(RECORDS SUPPLIED)

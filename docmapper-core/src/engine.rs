//! Index engine abstraction.
//!
//! This module defines the traits that abstract over the search/index engine a repository talks
//! to, so the same repositories work against the HTTP engine, the in-memory engine, or anything
//! else speaking the same document model.
//!
//! # Traits
//!
//! - [`IndexEngine`]: The core trait for engines
//! - [`DynIndexEngine`]: Object-safe counterpart for dynamic dispatch
//! - [`EngineBuilder`]: Factory trait for creating engine instances
//!
//! # Examples
//!
//! ```ignore
//! use docmapper::engine::IndexEngine;
//! use serde_json::json;
//!
//! let engine = MyEngine::new();
//!
//! let body = json!({ "username": "tony" });
//! let reply = engine.create_document("users", Some("u1"), body.as_object().cloned().unwrap()).await?;
//! # Ok::<(), Box<dyn std::error::Error>>(())
//! ```

use async_trait::async_trait;
use serde_json::Value;
use std::{any::Any, fmt::Debug, sync::Arc};

use crate::{
    codec::Document,
    envelope::{BulkResponse, HitEnvelope, SearchResponse, WriteReply},
    error::DocumentStoreResult,
    query::SearchRequest,
};

/// Abstract interface for index engines.
///
/// Write methods return [`WriteReply::Rejected`] for engine-level refusals (missing document,
/// version conflict, already exists) and reserve `Err` for transport and decoding failures, so
/// callers can tell "did not happen" from "could not be attempted".
///
/// # Thread Safety
///
/// All implementations must be thread-safe and support concurrent access from multiple
/// async tasks.
#[async_trait]
pub trait IndexEngine: Send + Sync + Debug {
    /// Fetches a document by native key.
    ///
    /// Returns `Ok(None)` when the engine has no such document.
    async fn get_document(&self, index: &str, id: &str) -> DocumentStoreResult<Option<HitEnvelope>>;

    /// Checks whether a document exists without fetching its source.
    async fn document_exists(&self, index: &str, id: &str) -> DocumentStoreResult<bool>;

    /// Creates a document, refusing to overwrite an existing one.
    ///
    /// When `id` is `None` the engine assigns a key.
    async fn create_document(
        &self,
        index: &str,
        id: Option<&str>,
        body: Document,
    ) -> DocumentStoreResult<WriteReply>;

    /// Applies an update request (`{"doc": {...}}`) to an existing document.
    async fn update_document(
        &self,
        index: &str,
        id: &str,
        body: Value,
    ) -> DocumentStoreResult<WriteReply>;

    /// Stores `body` under `id`, replacing any existing document.
    async fn index_document(
        &self,
        index: &str,
        id: &str,
        body: Value,
    ) -> DocumentStoreResult<WriteReply>;

    /// Removes a document by native key.
    async fn delete_document(&self, index: &str, id: &str) -> DocumentStoreResult<WriteReply>;

    /// Runs a paginated search.
    async fn search(&self, index: &str, request: SearchRequest) -> DocumentStoreResult<SearchResponse>;

    /// Deletes a set of documents in one bulk request, reporting a result per item.
    async fn bulk_delete(&self, index: &str, ids: Vec<String>) -> DocumentStoreResult<BulkResponse>;

    /// Creates an empty index.
    async fn create_index(&self, index: &str) -> DocumentStoreResult<()>;

    /// Drops an index and every document in it.
    ///
    /// # Warning
    ///
    /// This operation is irreversible.
    async fn drop_index(&self, index: &str) -> DocumentStoreResult<()>;

    /// Cleanly shuts down the engine, releasing all resources.
    ///
    /// The default implementation is a no-op.
    async fn shutdown(self) -> DocumentStoreResult<()>
    where
        Self: Sized,
    {
        Ok(())
    }
}

#[async_trait]
impl<E> IndexEngine for &E
where
    E: IndexEngine,
{
    async fn get_document(&self, index: &str, id: &str) -> DocumentStoreResult<Option<HitEnvelope>> {
        (*self).get_document(index, id).await
    }

    async fn document_exists(&self, index: &str, id: &str) -> DocumentStoreResult<bool> {
        (*self).document_exists(index, id).await
    }

    async fn create_document(
        &self,
        index: &str,
        id: Option<&str>,
        body: Document,
    ) -> DocumentStoreResult<WriteReply> {
        (*self)
            .create_document(index, id, body)
            .await
    }

    async fn update_document(
        &self,
        index: &str,
        id: &str,
        body: Value,
    ) -> DocumentStoreResult<WriteReply> {
        (*self)
            .update_document(index, id, body)
            .await
    }

    async fn index_document(
        &self,
        index: &str,
        id: &str,
        body: Value,
    ) -> DocumentStoreResult<WriteReply> {
        (*self)
            .index_document(index, id, body)
            .await
    }

    async fn delete_document(&self, index: &str, id: &str) -> DocumentStoreResult<WriteReply> {
        (*self).delete_document(index, id).await
    }

    async fn search(&self, index: &str, request: SearchRequest) -> DocumentStoreResult<SearchResponse> {
        (*self).search(index, request).await
    }

    async fn bulk_delete(&self, index: &str, ids: Vec<String>) -> DocumentStoreResult<BulkResponse> {
        (*self).bulk_delete(index, ids).await
    }

    async fn create_index(&self, index: &str) -> DocumentStoreResult<()> {
        (*self).create_index(index).await
    }

    async fn drop_index(&self, index: &str) -> DocumentStoreResult<()> {
        (*self).drop_index(index).await
    }
}

#[async_trait]
impl<E> IndexEngine for Arc<E>
where
    E: IndexEngine + ?Sized,
{
    async fn get_document(&self, index: &str, id: &str) -> DocumentStoreResult<Option<HitEnvelope>> {
        (**self).get_document(index, id).await
    }

    async fn document_exists(&self, index: &str, id: &str) -> DocumentStoreResult<bool> {
        (**self).document_exists(index, id).await
    }

    async fn create_document(
        &self,
        index: &str,
        id: Option<&str>,
        body: Document,
    ) -> DocumentStoreResult<WriteReply> {
        (**self)
            .create_document(index, id, body)
            .await
    }

    async fn update_document(
        &self,
        index: &str,
        id: &str,
        body: Value,
    ) -> DocumentStoreResult<WriteReply> {
        (**self)
            .update_document(index, id, body)
            .await
    }

    async fn index_document(
        &self,
        index: &str,
        id: &str,
        body: Value,
    ) -> DocumentStoreResult<WriteReply> {
        (**self)
            .index_document(index, id, body)
            .await
    }

    async fn delete_document(&self, index: &str, id: &str) -> DocumentStoreResult<WriteReply> {
        (**self).delete_document(index, id).await
    }

    async fn search(&self, index: &str, request: SearchRequest) -> DocumentStoreResult<SearchResponse> {
        (**self).search(index, request).await
    }

    async fn bulk_delete(&self, index: &str, ids: Vec<String>) -> DocumentStoreResult<BulkResponse> {
        (**self).bulk_delete(index, ids).await
    }

    async fn create_index(&self, index: &str) -> DocumentStoreResult<()> {
        (**self).create_index(index).await
    }

    async fn drop_index(&self, index: &str) -> DocumentStoreResult<()> {
        (**self).drop_index(index).await
    }
}

/// Object-safe counterpart of [`IndexEngine`], implemented for every engine.
///
/// `Box<dyn DynIndexEngine>` is itself an [`IndexEngine`], so repositories can be built over an
/// engine chosen at runtime.
#[async_trait]
pub trait DynIndexEngine: Send + Sync + Debug {
    async fn get_document(&self, index: &str, id: &str) -> DocumentStoreResult<Option<HitEnvelope>>;
    async fn document_exists(&self, index: &str, id: &str) -> DocumentStoreResult<bool>;
    async fn create_document(
        &self,
        index: &str,
        id: Option<&str>,
        body: Document,
    ) -> DocumentStoreResult<WriteReply>;
    async fn update_document(
        &self,
        index: &str,
        id: &str,
        body: Value,
    ) -> DocumentStoreResult<WriteReply>;
    async fn index_document(
        &self,
        index: &str,
        id: &str,
        body: Value,
    ) -> DocumentStoreResult<WriteReply>;
    async fn delete_document(&self, index: &str, id: &str) -> DocumentStoreResult<WriteReply>;
    async fn search(&self, index: &str, request: SearchRequest) -> DocumentStoreResult<SearchResponse>;
    async fn bulk_delete(&self, index: &str, ids: Vec<String>) -> DocumentStoreResult<BulkResponse>;
    async fn create_index(&self, index: &str) -> DocumentStoreResult<()>;
    async fn drop_index(&self, index: &str) -> DocumentStoreResult<()>;
    async fn shutdown_boxed(self: Box<Self>) -> DocumentStoreResult<()>;

    fn as_any(&self) -> &dyn Any;
    fn into_any(self: Box<Self>) -> Box<dyn Any>;
}

#[async_trait]
impl<E: IndexEngine + 'static> DynIndexEngine for E {
    async fn get_document(&self, index: &str, id: &str) -> DocumentStoreResult<Option<HitEnvelope>> {
        IndexEngine::get_document(self, index, id).await
    }

    async fn document_exists(&self, index: &str, id: &str) -> DocumentStoreResult<bool> {
        IndexEngine::document_exists(self, index, id).await
    }

    async fn create_document(
        &self,
        index: &str,
        id: Option<&str>,
        body: Document,
    ) -> DocumentStoreResult<WriteReply> {
        IndexEngine::create_document(self, index, id, body).await
    }

    async fn update_document(
        &self,
        index: &str,
        id: &str,
        body: Value,
    ) -> DocumentStoreResult<WriteReply> {
        IndexEngine::update_document(self, index, id, body).await
    }

    async fn index_document(
        &self,
        index: &str,
        id: &str,
        body: Value,
    ) -> DocumentStoreResult<WriteReply> {
        IndexEngine::index_document(self, index, id, body).await
    }

    async fn delete_document(&self, index: &str, id: &str) -> DocumentStoreResult<WriteReply> {
        IndexEngine::delete_document(self, index, id).await
    }

    async fn search(&self, index: &str, request: SearchRequest) -> DocumentStoreResult<SearchResponse> {
        IndexEngine::search(self, index, request).await
    }

    async fn bulk_delete(&self, index: &str, ids: Vec<String>) -> DocumentStoreResult<BulkResponse> {
        IndexEngine::bulk_delete(self, index, ids).await
    }

    async fn create_index(&self, index: &str) -> DocumentStoreResult<()> {
        IndexEngine::create_index(self, index).await
    }

    async fn drop_index(&self, index: &str) -> DocumentStoreResult<()> {
        IndexEngine::drop_index(self, index).await
    }

    async fn shutdown_boxed(self: Box<Self>) -> DocumentStoreResult<()> {
        IndexEngine::shutdown(*self).await
    }

    fn as_any(&self) -> &dyn Any {
        self
    }

    fn into_any(self: Box<Self>) -> Box<dyn Any> {
        self
    }
}

#[async_trait]
impl IndexEngine for Box<dyn DynIndexEngine> {
    async fn get_document(&self, index: &str, id: &str) -> DocumentStoreResult<Option<HitEnvelope>> {
        DynIndexEngine::get_document(&**self, index, id).await
    }

    async fn document_exists(&self, index: &str, id: &str) -> DocumentStoreResult<bool> {
        DynIndexEngine::document_exists(&**self, index, id).await
    }

    async fn create_document(
        &self,
        index: &str,
        id: Option<&str>,
        body: Document,
    ) -> DocumentStoreResult<WriteReply> {
        DynIndexEngine::create_document(&**self, index, id, body).await
    }

    async fn update_document(
        &self,
        index: &str,
        id: &str,
        body: Value,
    ) -> DocumentStoreResult<WriteReply> {
        DynIndexEngine::update_document(&**self, index, id, body).await
    }

    async fn index_document(
        &self,
        index: &str,
        id: &str,
        body: Value,
    ) -> DocumentStoreResult<WriteReply> {
        DynIndexEngine::index_document(&**self, index, id, body).await
    }

    async fn delete_document(&self, index: &str, id: &str) -> DocumentStoreResult<WriteReply> {
        DynIndexEngine::delete_document(&**self, index, id).await
    }

    async fn search(&self, index: &str, request: SearchRequest) -> DocumentStoreResult<SearchResponse> {
        DynIndexEngine::search(&**self, index, request).await
    }

    async fn bulk_delete(&self, index: &str, ids: Vec<String>) -> DocumentStoreResult<BulkResponse> {
        DynIndexEngine::bulk_delete(&**self, index, ids).await
    }

    async fn create_index(&self, index: &str) -> DocumentStoreResult<()> {
        DynIndexEngine::create_index(&**self, index).await
    }

    async fn drop_index(&self, index: &str) -> DocumentStoreResult<()> {
        DynIndexEngine::drop_index(&**self, index).await
    }

    async fn shutdown(self) -> DocumentStoreResult<()> {
        <dyn DynIndexEngine>::shutdown_boxed(self).await
    }
}

/// Factory for engine instances.
#[async_trait]
pub trait EngineBuilder {
    type Engine: IndexEngine;

    async fn build(self) -> DocumentStoreResult<Self::Engine>;
}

(End RECORDS SUPPLIED)

EXERCISE >> Return each line from the records that includes the word "Send".

PROBLEM SOLUTION >>
pub trait IndexEngine: Send + Sync + Debug {
pub trait DynIndexEngine: Send + Sync + Debug {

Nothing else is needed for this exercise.